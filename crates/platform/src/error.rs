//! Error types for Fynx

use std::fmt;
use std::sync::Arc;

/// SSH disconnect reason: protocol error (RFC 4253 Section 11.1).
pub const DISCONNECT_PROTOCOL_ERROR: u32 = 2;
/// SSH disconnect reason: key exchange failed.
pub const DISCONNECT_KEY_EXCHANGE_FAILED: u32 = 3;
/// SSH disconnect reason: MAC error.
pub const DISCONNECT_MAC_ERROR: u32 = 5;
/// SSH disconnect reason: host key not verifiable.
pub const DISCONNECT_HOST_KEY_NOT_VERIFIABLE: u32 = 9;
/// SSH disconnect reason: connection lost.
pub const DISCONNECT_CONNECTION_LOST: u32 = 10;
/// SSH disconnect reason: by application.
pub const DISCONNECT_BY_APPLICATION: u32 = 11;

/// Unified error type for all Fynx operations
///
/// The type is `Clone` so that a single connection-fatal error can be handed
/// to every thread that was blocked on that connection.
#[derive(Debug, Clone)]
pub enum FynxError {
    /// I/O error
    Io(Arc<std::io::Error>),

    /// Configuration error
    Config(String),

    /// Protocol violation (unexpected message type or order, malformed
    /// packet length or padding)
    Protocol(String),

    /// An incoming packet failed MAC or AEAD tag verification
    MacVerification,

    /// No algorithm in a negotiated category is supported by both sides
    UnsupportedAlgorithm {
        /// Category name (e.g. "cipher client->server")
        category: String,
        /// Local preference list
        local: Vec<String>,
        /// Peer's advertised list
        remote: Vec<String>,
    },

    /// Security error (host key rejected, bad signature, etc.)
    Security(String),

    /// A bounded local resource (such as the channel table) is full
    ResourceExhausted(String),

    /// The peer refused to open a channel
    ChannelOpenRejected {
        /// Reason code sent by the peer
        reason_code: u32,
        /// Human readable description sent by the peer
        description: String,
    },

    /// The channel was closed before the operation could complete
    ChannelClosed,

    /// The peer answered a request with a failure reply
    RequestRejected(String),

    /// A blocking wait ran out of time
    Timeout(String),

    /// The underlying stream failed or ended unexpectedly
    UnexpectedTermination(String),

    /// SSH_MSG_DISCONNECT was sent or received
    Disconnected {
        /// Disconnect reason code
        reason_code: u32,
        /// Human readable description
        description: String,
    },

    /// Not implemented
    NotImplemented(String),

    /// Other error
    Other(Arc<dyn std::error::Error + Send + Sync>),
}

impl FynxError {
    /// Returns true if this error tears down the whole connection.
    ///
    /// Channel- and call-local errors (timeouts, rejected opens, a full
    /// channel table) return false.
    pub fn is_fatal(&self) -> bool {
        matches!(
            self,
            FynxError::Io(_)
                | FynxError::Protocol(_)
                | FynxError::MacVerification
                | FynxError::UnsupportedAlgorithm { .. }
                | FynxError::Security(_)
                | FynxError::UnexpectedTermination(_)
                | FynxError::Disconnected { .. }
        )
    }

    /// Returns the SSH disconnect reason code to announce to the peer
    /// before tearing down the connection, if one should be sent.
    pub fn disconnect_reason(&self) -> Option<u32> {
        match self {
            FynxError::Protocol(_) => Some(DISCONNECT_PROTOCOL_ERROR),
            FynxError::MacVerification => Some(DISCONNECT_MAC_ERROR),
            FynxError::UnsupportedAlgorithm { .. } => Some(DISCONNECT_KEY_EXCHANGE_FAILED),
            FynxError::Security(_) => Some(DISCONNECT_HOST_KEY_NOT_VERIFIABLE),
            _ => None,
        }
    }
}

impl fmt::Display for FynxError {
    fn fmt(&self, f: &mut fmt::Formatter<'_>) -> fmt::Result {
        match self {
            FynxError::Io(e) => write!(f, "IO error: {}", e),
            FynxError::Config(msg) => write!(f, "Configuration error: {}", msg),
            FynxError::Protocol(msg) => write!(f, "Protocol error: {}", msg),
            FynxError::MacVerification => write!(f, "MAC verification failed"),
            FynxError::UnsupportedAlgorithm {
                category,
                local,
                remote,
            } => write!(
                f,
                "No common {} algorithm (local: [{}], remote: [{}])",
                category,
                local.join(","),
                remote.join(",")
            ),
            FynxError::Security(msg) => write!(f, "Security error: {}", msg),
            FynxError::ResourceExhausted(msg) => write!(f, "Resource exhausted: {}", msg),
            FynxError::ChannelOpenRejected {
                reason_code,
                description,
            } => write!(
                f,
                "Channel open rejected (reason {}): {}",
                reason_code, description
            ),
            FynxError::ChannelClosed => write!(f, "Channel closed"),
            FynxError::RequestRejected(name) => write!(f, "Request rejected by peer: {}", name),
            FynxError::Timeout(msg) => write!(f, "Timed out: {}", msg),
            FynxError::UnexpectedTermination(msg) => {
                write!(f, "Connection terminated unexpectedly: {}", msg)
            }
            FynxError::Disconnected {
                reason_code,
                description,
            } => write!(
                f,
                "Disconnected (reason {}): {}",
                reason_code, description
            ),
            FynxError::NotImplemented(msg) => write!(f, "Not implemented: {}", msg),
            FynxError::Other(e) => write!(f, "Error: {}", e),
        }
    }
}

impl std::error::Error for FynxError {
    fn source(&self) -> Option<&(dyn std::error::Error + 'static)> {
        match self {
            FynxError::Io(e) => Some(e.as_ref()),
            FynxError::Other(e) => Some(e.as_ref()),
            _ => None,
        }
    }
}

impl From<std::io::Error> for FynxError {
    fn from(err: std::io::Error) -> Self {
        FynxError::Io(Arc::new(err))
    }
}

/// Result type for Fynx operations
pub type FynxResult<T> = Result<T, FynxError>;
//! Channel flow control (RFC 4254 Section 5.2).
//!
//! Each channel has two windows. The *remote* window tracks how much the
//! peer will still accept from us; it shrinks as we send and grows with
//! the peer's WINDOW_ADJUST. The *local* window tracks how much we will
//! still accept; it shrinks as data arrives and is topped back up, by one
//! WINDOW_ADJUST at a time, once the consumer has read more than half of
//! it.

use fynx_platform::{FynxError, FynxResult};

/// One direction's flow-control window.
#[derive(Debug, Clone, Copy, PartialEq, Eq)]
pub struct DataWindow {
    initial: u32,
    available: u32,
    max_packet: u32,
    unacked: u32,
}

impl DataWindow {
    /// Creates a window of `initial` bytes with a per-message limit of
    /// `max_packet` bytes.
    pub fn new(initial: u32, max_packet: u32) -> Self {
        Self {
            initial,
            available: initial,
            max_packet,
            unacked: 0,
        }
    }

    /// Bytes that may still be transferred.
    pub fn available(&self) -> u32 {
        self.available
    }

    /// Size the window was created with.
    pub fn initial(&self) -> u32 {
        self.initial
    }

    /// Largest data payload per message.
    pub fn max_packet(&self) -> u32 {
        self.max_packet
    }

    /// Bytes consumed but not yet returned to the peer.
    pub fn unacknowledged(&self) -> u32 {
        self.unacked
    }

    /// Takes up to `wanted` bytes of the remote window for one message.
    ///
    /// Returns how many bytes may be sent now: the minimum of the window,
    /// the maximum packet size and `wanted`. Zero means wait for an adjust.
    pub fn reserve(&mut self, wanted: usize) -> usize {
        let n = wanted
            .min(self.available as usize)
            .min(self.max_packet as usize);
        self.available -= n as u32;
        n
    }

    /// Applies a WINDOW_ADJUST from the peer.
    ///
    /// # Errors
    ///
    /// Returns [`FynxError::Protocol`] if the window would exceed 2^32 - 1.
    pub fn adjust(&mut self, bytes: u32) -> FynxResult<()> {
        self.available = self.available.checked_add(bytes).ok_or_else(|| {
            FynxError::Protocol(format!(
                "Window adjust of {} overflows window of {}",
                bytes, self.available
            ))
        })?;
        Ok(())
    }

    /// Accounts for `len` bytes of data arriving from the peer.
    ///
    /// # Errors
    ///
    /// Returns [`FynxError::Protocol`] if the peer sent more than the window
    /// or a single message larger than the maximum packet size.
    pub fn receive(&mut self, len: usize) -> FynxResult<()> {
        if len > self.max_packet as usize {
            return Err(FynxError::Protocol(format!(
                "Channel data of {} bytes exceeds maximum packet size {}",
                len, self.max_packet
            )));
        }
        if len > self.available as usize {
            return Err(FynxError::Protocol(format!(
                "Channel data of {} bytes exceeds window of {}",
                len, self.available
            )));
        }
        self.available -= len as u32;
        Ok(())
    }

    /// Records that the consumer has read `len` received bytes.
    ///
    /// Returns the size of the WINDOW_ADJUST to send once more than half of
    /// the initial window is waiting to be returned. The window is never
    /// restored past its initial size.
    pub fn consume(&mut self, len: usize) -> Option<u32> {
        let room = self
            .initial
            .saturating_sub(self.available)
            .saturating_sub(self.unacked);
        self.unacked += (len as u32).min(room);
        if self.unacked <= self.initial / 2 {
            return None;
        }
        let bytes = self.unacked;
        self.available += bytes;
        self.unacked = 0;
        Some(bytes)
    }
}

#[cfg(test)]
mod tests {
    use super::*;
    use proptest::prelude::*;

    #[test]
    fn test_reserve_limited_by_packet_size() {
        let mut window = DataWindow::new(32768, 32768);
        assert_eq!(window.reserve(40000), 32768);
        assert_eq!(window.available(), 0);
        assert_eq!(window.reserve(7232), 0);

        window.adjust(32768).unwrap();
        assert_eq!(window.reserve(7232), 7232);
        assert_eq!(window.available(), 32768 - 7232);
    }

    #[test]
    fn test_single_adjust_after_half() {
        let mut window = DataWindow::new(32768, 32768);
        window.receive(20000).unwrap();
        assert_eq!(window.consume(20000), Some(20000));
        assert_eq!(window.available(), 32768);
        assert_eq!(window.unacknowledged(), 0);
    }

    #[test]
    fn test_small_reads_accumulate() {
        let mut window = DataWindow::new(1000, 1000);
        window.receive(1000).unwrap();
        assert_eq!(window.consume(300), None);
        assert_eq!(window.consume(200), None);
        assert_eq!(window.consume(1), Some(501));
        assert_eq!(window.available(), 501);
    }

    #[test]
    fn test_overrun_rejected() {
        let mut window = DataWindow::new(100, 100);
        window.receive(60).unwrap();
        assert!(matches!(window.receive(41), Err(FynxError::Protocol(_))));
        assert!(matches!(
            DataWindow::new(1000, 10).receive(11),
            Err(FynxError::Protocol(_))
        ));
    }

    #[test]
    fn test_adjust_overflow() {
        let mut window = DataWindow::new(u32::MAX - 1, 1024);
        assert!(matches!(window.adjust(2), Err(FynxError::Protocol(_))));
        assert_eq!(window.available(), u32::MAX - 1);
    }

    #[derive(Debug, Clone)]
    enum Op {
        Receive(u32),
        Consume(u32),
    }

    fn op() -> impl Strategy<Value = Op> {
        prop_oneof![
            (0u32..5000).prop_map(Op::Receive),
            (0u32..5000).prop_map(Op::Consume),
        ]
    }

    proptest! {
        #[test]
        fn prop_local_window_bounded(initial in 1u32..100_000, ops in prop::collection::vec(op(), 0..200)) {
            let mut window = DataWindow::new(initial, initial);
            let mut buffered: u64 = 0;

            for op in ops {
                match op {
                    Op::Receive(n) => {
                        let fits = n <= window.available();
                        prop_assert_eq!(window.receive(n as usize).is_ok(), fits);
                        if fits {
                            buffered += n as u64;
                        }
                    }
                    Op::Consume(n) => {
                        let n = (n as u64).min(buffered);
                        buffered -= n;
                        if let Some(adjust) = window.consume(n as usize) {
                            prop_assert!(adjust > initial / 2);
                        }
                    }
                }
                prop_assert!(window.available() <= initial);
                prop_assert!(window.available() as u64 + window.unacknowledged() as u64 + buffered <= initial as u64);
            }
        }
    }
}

● **Exercise aim**
In the listing above, find the line with "pub fn reserve(&mut" and the line with "exceed 2^32 - 1.", then print exactly those lines and every line between them.

● **Result of the exercise**
    pub fn reserve(&mut self, wanted: usize) -> usize {
        let n = wanted
            .min(self.available as usize)
            .min(self.max_packet as usize);
        self.available -= n as u32;
        n
    }

    /// Applies a WINDOW_ADJUST from the peer.
    ///
    /// # Errors
    ///
    /// Returns [`FynxError::Protocol`] if the window would exceed 2^32 - 1.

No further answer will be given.